Small businesses long have been the heart and soul of local communities. There is something to be said about being on a first-name basis with a local restaurateur or another small business owner, as such familiarity often translates into exemplary service.
According to the U.S. Small Business Administration, small businesses account for 99.9 percent of companies in the country, due in large part to the broad definition of small businesses (those with fewer than 500 employees). However, the vast majority of businesses in the United States have a staff that’s smaller than 20 workers, according to the Small Business & Entrepreneurship Council. These firms employ nearly 60 million workers, says the SBA.
Despite the prevalence of small businesses, fewer than 80 percent of entrepreneurial small business ventures make it beyond their first year, and only around half make it beyond five years.

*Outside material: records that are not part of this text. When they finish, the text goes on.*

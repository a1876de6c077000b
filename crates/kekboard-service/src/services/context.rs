//! Service context - dependency container for services
//!
//! Holds the chat client, the stores and the board settings needed by services.

use std::sync::Arc;

use kekboard_common::BoardConfig;
use kekboard_core::{ChatClient, Snowflake, ThresholdPolicy};
use kekboard_store::{BoardStateStore, KvStore, StatsCacheStore};
use parking_lot::Mutex;

use super::error::{ServiceError, ServiceResult};

/// Board settings fixed at startup
#[derive(Debug, Clone)]
pub struct BoardSettings {
    policy: ThresholdPolicy,
    channel_id: Snowflake,
    emoji: String,
}

impl BoardSettings {
    /// Create board settings
    pub fn new(policy: ThresholdPolicy, channel_id: Snowflake, emoji: impl Into<String>) -> Self {
        Self {
            policy,
            channel_id,
            emoji: emoji.into(),
        }
    }

    /// Build settings from the loaded configuration
    pub fn from_config(config: &BoardConfig) -> ServiceResult<Self> {
        let policy = ThresholdPolicy::new(config.reaction_threshold, &config.emoji_target)?;
        Ok(Self::new(policy, config.channel_id, config.emoji.clone()))
    }

    /// Threshold and target reaction
    pub fn policy(&self) -> &ThresholdPolicy {
        &self.policy
    }

    /// Board channel
    pub fn channel_id(&self) -> Snowflake {
        self.channel_id
    }

    /// Emoji shown in the copy header
    pub fn emoji(&self) -> &str {
        &self.emoji
    }
}

/// Service context containing all dependencies
///
/// Cloning is cheap; every clone shares the same store, client and stats epoch.
#[derive(Clone)]
pub struct ServiceContext {
    kv: KvStore,
    chat: Arc<dyn ChatClient>,
    board_states: BoardStateStore,
    stats_cache: StatsCacheStore,
    settings: Arc<BoardSettings>,
    // Bumped on every invalidation; a stats rebuild is only cached if the
    // epoch it started under is still current.
    stats_epoch: Arc<Mutex<u64>>,
}

impl ServiceContext {
    /// Create a new service context
    pub fn new(kv: KvStore, chat: Arc<dyn ChatClient>, settings: BoardSettings) -> Self {
        Self {
            board_states: BoardStateStore::new(kv.clone()),
            stats_cache: StatsCacheStore::new(kv.clone()),
            kv,
            chat,
            settings: Arc::new(settings),
            stats_epoch: Arc::new(Mutex::new(0)),
        }
    }

    /// Get the underlying key-value store
    pub fn kv(&self) -> &KvStore {
        &self.kv
    }

    /// Get the chat platform client
    pub fn chat(&self) -> &dyn ChatClient {
        self.chat.as_ref()
    }

    /// Get the board state store
    pub fn board_states(&self) -> &BoardStateStore {
        &self.board_states
    }

    /// Get the stats cache store
    pub fn stats_cache(&self) -> &StatsCacheStore {
        &self.stats_cache
    }

    /// Get the board settings
    pub fn settings(&self) -> &BoardSettings {
        &self.settings
    }

    pub(crate) fn stats_epoch(&self) -> &Mutex<u64> {
        &self.stats_epoch
    }
}

impl std::fmt::Debug for ServiceContext {
    fn fmt(&self, f: &mut std::fmt::Formatter<'_>) -> std::fmt::Result {
        f.debug_struct("ServiceContext")
            .field("kv", &self.kv)
            .field("chat", &"dyn ChatClient")
            .field("settings", &self.settings)
            .finish()
    }
}

/// Builder for creating ServiceContext
#[derive(Default)]
pub struct ServiceContextBuilder {
    kv: Option<KvStore>,
    chat: Option<Arc<dyn ChatClient>>,
    settings: Option<BoardSettings>,
}

impl ServiceContextBuilder {
    pub fn new() -> Self {
        Self::default()
    }

    pub fn kv(mut self, kv: KvStore) -> Self {
        self.kv = Some(kv);
        self
    }

    pub fn chat(mut self, chat: Arc<dyn ChatClient>) -> Self {
        self.chat = Some(chat);
        self
    }

    pub fn settings(mut self, settings: BoardSettings) -> Self {
        self.settings = Some(settings);
        self
    }

    /// Build the ServiceContext
    ///
    /// # Errors
    /// Returns `ServiceError::Validation` if any required dependency is missing
    pub fn build(self) -> ServiceResult<ServiceContext> {
        Ok(ServiceContext::new(
            self.kv.ok_or_else(|| ServiceError::validation("kv store is required"))?,
            self.chat.ok_or_else(|| ServiceError::validation("chat client is required"))?,
            self.settings.ok_or_else(|| ServiceError::validation("board settings are required"))?,
        ))
    }
}
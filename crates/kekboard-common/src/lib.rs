//! # kekboard-common
//!
//! Shared utilities including configuration, error handling, and telemetry.

pub mod config;
pub mod error;
pub mod telemetry;

// Re-export commonly used types at crate root
pub use config::{
    AppConfig, AppSettings, BoardConfig, ConfigError, CorsConfig, DiscordConfig, Environment,
    RuntimeConfig, ServerConfig, StorageConfig,
};
pub use error::{AppError, AppResult, ErrorResponse};
pub use telemetry::{try_init_tracing, try_init_tracing_with_config, TracingConfig, TracingError};
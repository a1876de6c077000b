//! Health check handlers
//!
//! Endpoints for liveness and readiness probes.

use axum::{extract::State, http::StatusCode, Json};
use kekboard_service::{HealthResponse, ReadinessResponse};

use crate::state::AppState;

/// Basic health check (liveness probe)
///
/// GET /health
pub async fn health_check() -> Json<HealthResponse> {
    Json(HealthResponse::healthy())
}

/// Readiness check with store health
///
/// GET /health/ready
pub async fn readiness_check(State(state): State<AppState>) -> (StatusCode, Json<ReadinessResponse>) {
    let store_healthy = state.service_context().kv().health_check().is_ok();

    let response = ReadinessResponse::ready(store_healthy);
    let status = if store_healthy {
        StatusCode::OK
    } else {
        StatusCode::SERVICE_UNAVAILABLE
    };

    (status, Json(response))
}
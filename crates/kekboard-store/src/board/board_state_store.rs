//! Board state records keyed by source message.
//!
//! One JSON record per tracked message under `message-{channel}-{message}`.
//! A record exists only while the message has a live copy on the board.

use crate::db::{KvStore, StoreError, StoreResult};
use kekboard_core::{MessageBoardState, Snowflake};

/// Key prefix for board state records
pub const MESSAGE_PREFIX: &str = "message-";

/// Store for [`MessageBoardState`] records
#[derive(Debug, Clone)]
pub struct BoardStateStore {
    kv: KvStore,
}

impl BoardStateStore {
    /// Create a new board state store
    pub fn new(kv: KvStore) -> Self {
        Self { kv }
    }

    /// Key for a source message's record
    pub fn key(channel_id: Snowflake, message_id: Snowflake) -> String {
        format!("{MESSAGE_PREFIX}{channel_id}-{message_id}")
    }

    /// Load the record for a source message
    ///
    /// Returns `StoreError::CorruptState` when the stored bytes do not decode.
    pub fn get(
        &self,
        channel_id: Snowflake,
        message_id: Snowflake,
    ) -> StoreResult<Option<MessageBoardState>> {
        self.kv.get_value(&Self::key(channel_id, message_id))
    }

    /// Write a record, replacing any previous one
    pub fn put(&self, state: &MessageBoardState) -> StoreResult<()> {
        if !state.is_published() {
            return Err(StoreError::MissingBoardMessage(state.source_message_id));
        }

        let key = Self::key(state.source_channel_id, state.source_message_id);
        self.kv.set(&key, state)?;

        tracing::debug!(
            key = %key,
            board_message_id = ?state.board_message_id,
            reaction_count = state.reaction_count,
            "Board state stored"
        );
        Ok(())
    }

    /// Remove the record for a source message, returning whether it existed
    pub fn delete(&self, channel_id: Snowflake, message_id: Snowflake) -> StoreResult<bool> {
        self.kv.delete(&Self::key(channel_id, message_id))
    }

    /// Lazily iterate over every stored record
    pub fn scan_all(&self) -> impl Iterator<Item = StoreResult<MessageBoardState>> {
        self.kv.scan_prefix(MESSAGE_PREFIX)
    }
}
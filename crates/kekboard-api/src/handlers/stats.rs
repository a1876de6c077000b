//! Stats handler
//!
//! Serves the per-author aggregate. The body is the cached JSON blob as
//! stored, so it is written out without re-encoding.

use axum::{
    extract::State,
    http::header,
    response::{IntoResponse, Response},
};
use kekboard_service::StatsService;

use crate::response::ApiResult;
use crate::state::AppState;

/// Per-author reaction totals, highest first
///
/// GET /stats
pub async fn get_stats(State(state): State<AppState>) -> ApiResult<Response> {
    let bytes = StatsService::new(state.service_context()).read().await?;

    Ok(([(header::CONTENT_TYPE, "application/json")], bytes).into_response())
}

Consumers who want to help their favorite small businesses survive can use the holiday season and beyond to set the course for success. Consumers can make a concerted effort to fuel this important cog in their local economic engines.
• Shop local. The concept is simple but effective. Opting to shop in local stores over larger conglomerates and franchises can help small businesses take root. Before making holiday shopping lists, visit local stores and base gift ideas on items they have in stock. Chances are those gifts will be one-of-a-kind.
• Purchase gift cards/certificates. All businesses have slow periods, and post-holidays is often a time when sales stagnate. Gift cards may bring new customers into local businesses who might otherwise not have patronized them, potentially creating new repeat customers.
• Cater holiday meals and gatherings. The holiday season is chock-full of entertainment opportunities. Individuals can rely on nearby restaurants and other food and beverage businesses to cater holiday parties. Some businesses also may be willing to discount or donate food for nonprofit group activities, such as church holiday bazaars, school holiday concerts or fundraising fairs.
• Mention small businesses on social media. The holiday season breeds excitement. Therefore, when shoppers are in local stores, they can snap pictures of products and overflowing shopping bags and post them online while praising local businesses.
• Think about subscription gifts. Enrollment in a health club or a massage therapy service are gifts that keep on giving for the recipient, but also help ensure consistent incoming cash for the business providing the service.
When shopping this holiday season, consumers can look to the small, local businesses in their communities that help make towns and cities unique.